REUTERS/John Sommers II

“I am Alison Lundergan Grimes, and this is the Big Sandy power plant in Louisa, Kentucky. They are shutting down half the plant and laying off their workers because Mitch McConnell didn’t fight to get the scrubbers it needs to reduce coal emissions. Instead, Mitch and his wife pocketed $600,000 from enemies of coal, including New York City Mayor Michael Bloomberg. I approve this message because the difference between Mitch and me is I will fight for these jobs and no New York anti-coal billionaire will ever buy me off.”
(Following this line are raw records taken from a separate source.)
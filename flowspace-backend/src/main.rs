//! `FlowSpace` backend service -- per-user row storage over HTTP.
//!
//! Stores task, event, and note rows in memory, scoped to the bearer
//! token presented on each request.
//!
//! # Usage
//!
//! ```bash
//! # Run on default address 0.0.0.0:8787
//! cargo run --bin flowspace-backend
//!
//! # Run on custom address
//! cargo run --bin flowspace-backend -- --bind 127.0.0.1:8080
//!
//! # Or via environment variable
//! FLOWSPACE_BACKEND_ADDR=127.0.0.1:8080 cargo run --bin flowspace-backend
//! ```

use std::sync::Arc;

use clap::Parser;
use flowspace_backend::auth::TokenAuth;
use flowspace_backend::config::{BackendCliArgs, BackendConfig};
use flowspace_backend::server::{self, AppState};

#[tokio::main]
async fn main() {
    let cli = BackendCliArgs::parse();

    // Load config from CLI args + config file + env vars + defaults.
    let config = match BackendConfig::load(&cli) {
        Ok(c) => c,
        Err(e) => {
            eprintln!("Error loading configuration: {e}");
            std::process::exit(1);
        }
    };

    // Initialize tracing with the resolved log level.
    let env_filter = tracing_subscriber::EnvFilter::try_from_default_env()
        .unwrap_or_else(|_| tracing_subscriber::EnvFilter::new(&config.log_level));
    tracing_subscriber::fmt().with_env_filter(env_filter).init();

    tracing::info!(addr = %config.bind_addr, "starting flowspace backend");

    let auth = TokenAuth::new(config.tokens, config.allow_user_tokens);
    let state = Arc::new(AppState::new(auth));

    match server::start_server_with_state(&config.bind_addr, state).await {
        Ok((bound_addr, handle)) => {
            tracing::info!(addr = %bound_addr, "backend listening");
            if let Err(e) = handle.await {
                tracing::error!(error = %e, "backend server task failed");
            }
        }
        Err(e) => {
            tracing::error!(error = %e, "failed to start backend server");
            std::process::exit(1);
        }
    }
}
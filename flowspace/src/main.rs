//! `FlowSpace` — personal productivity client.
//!
//! Signs in with the configured token, syncs the domain store against
//! the backend, and runs one subcommand. Configuration via CLI flags,
//! environment variables, or config file
//! (`~/.config/flowspace/config.toml`).
//!
//! ```bash
//! # List tasks
//! flowspace --token user:alice tasks list
//!
//! # Add a task with defaults (due today, medium priority)
//! flowspace --token user:alice tasks add --title "Review strategy"
//!
//! # Or via environment variables
//! FLOWSPACE_URL=http://127.0.0.1:8787 FLOWSPACE_TOKEN=user:alice flowspace notes list
//! ```

use clap::Parser;

use flowspace::cli::{self, Command, TaskAction};
use flowspace::config::{CliArgs, ClientConfig};

#[tokio::main]
async fn main() {
    let cli = CliArgs::parse();

    // Load and resolve configuration (CLI args > config file > defaults).
    let config = match ClientConfig::load(&cli) {
        Ok(c) => c,
        Err(e) => {
            eprintln!("Warning: failed to load config file: {e}");
            ClientConfig::default()
        }
    };

    let env_filter = tracing_subscriber::EnvFilter::try_from_default_env()
        .unwrap_or_else(|_| tracing_subscriber::EnvFilter::new(&config.log_level));
    tracing_subscriber::fmt()
        .with_env_filter(env_filter)
        .with_writer(std::io::stderr)
        .init();

    // Bare invocation defaults to listing tasks.
    let command = cli.command.unwrap_or(Command::Tasks {
        action: TaskAction::List,
    });

    if let Err(e) = cli::run(&config, command).await {
        eprintln!("Error: {e}");
        std::process::exit(1);
    }
}
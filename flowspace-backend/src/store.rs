//! In-memory row storage with per-user scoping.
//!
//! The [`TableStore`] holds three logical tables (tasks, events, notes),
//! each keyed by owning user and then by row identifier. All listing
//! operations return only the caller's rows, in the ordering the client
//! expects: tasks ascending by due date, events ascending by date then
//! time, notes descending by creation time.

use std::collections::HashMap;

use chrono::Utc;
use tokio::sync::RwLock;
use uuid::Uuid;

use flowspace_model::map::apply_row_patch;
use flowspace_model::row::{
    EventRow, NewEventRow, NewNoteRow, NewTaskRow, NoteRow, TaskRow, TaskRowPatch,
};

/// Per-user tables, keyed by user id then row id.
#[derive(Default)]
struct Tables {
    tasks: HashMap<String, HashMap<String, TaskRow>>,
    events: HashMap<String, HashMap<String, EventRow>>,
    notes: HashMap<String, HashMap<String, NoteRow>>,
}

/// In-memory row store scoped by owning user.
///
/// Thread-safe via [`RwLock`]. Row identifiers are server-assigned
/// time-ordered UUID v7 strings; note `created_at` timestamps are
/// assigned on insert.
#[derive(Default)]
pub struct TableStore {
    inner: RwLock<Tables>,
}

impl TableStore {
    /// Creates a new, empty table store.
    #[must_use]
    pub fn new() -> Self {
        Self::default()
    }

    fn next_id() -> String {
        Uuid::now_v7().to_string()
    }

    // --- tasks ---

    /// Lists the user's task rows, ascending by due date.
    pub async fn list_tasks(&self, user_id: &str) -> Vec<TaskRow> {
        let tables = self.inner.read().await;
        let mut rows: Vec<TaskRow> = tables
            .tasks
            .get(user_id)
            .map(|t| t.values().cloned().collect())
            .unwrap_or_default();
        // ISO dates compare correctly as strings; id breaks ties stably.
        rows.sort_by(|a, b| a.due_date.cmp(&b.due_date).then_with(|| a.id.cmp(&b.id)));
        rows
    }

    /// Inserts a task row for its `user_id`, assigning a fresh identifier.
    pub async fn insert_task(&self, new: NewTaskRow) -> TaskRow {
        let row = TaskRow {
            id: Self::next_id(),
            user_id: new.user_id.clone(),
            title: new.title,
            description: Some(new.description),
            priority: Some(new.priority),
            status: Some(new.status),
            due_date: new.due_date,
            assignee: Some(new.assignee),
            tags: Some(new.tags),
            completed: Some(new.completed),
            ai_suggestion: new.ai_suggestion,
        };
        let mut tables = self.inner.write().await;
        tables
            .tasks
            .entry(new.user_id)
            .or_default()
            .insert(row.id.clone(), row.clone());
        row
    }

    /// Applies a partial update to the user's task row.
    ///
    /// Returns `false` when the row does not exist or belongs to a
    /// different user (indistinguishable by design).
    pub async fn patch_task(&self, user_id: &str, id: &str, patch: &TaskRowPatch) -> bool {
        let mut tables = self.inner.write().await;
        let Some(row) = tables.tasks.get_mut(user_id).and_then(|t| t.get_mut(id)) else {
            return false;
        };
        apply_row_patch(row, patch);
        true
    }

    /// Deletes the user's task row. Returns `false` when absent or foreign.
    pub async fn delete_task(&self, user_id: &str, id: &str) -> bool {
        let mut tables = self.inner.write().await;
        tables
            .tasks
            .get_mut(user_id)
            .is_some_and(|t| t.remove(id).is_some())
    }

    // --- events ---

    /// Lists the user's event rows, ascending by date then time.
    pub async fn list_events(&self, user_id: &str) -> Vec<EventRow> {
        let tables = self.inner.read().await;
        let mut rows: Vec<EventRow> = tables
            .events
            .get(user_id)
            .map(|t| t.values().cloned().collect())
            .unwrap_or_default();
        rows.sort_by(|a, b| {
            a.date
                .cmp(&b.date)
                .then_with(|| a.time.cmp(&b.time))
                .then_with(|| a.id.cmp(&b.id))
        });
        rows
    }

    /// Inserts an event row for its `user_id`, assigning a fresh identifier.
    pub async fn insert_event(&self, new: NewEventRow) -> EventRow {
        let row = EventRow {
            id: Self::next_id(),
            user_id: new.user_id.clone(),
            title: new.title,
            description: new.description,
            date: new.date,
            time: new.time,
            duration: Some(new.duration),
        };
        let mut tables = self.inner.write().await;
        tables
            .events
            .entry(new.user_id)
            .or_default()
            .insert(row.id.clone(), row.clone());
        row
    }

    // --- notes ---

    /// Lists the user's note rows, descending by creation time.
    pub async fn list_notes(&self, user_id: &str) -> Vec<NoteRow> {
        let tables = self.inner.read().await;
        let mut rows: Vec<NoteRow> = tables
            .notes
            .get(user_id)
            .map(|t| t.values().cloned().collect())
            .unwrap_or_default();
        // created_at is always backend-stamped RFC 3339 UTC, so string
        // comparison orders chronologically.
        rows.sort_by(|a, b| {
            b.created_at
                .cmp(&a.created_at)
                .then_with(|| b.id.cmp(&a.id))
        });
        rows
    }

    /// Inserts a note row for its `user_id`, assigning a fresh identifier
    /// and stamping `created_at`.
    pub async fn insert_note(&self, new: NewNoteRow) -> NoteRow {
        let row = NoteRow {
            id: Self::next_id(),
            user_id: new.user_id.clone(),
            title: new.title,
            content: new.content,
            tags: Some(new.tags),
            created_at: Utc::now().to_rfc3339(),
        };
        let mut tables = self.inner.write().await;
        tables
            .notes
            .entry(new.user_id)
            .or_default()
            .insert(row.id.clone(), row.clone());
        row
    }
}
— Alison Lundergan Grimes, Democratic challenger to Sen. Mitch McConnell (R-KY), speaking to the camera in a new ad

This ad has not been publicly released by the Grimes campaign. In The Fact Checker’s experience, the most fact-challenged ads are those that fly under the radar, as campaigns hope that reporters don’t notice the content — but voters do.

This particular ad is especially noteworthy because the candidate herself repeats a claim that The Fact Checker has already deemed worthy of Four Pinocchios. Not only does she double down on this falsehood, but she makes another highly questionable assertion as well.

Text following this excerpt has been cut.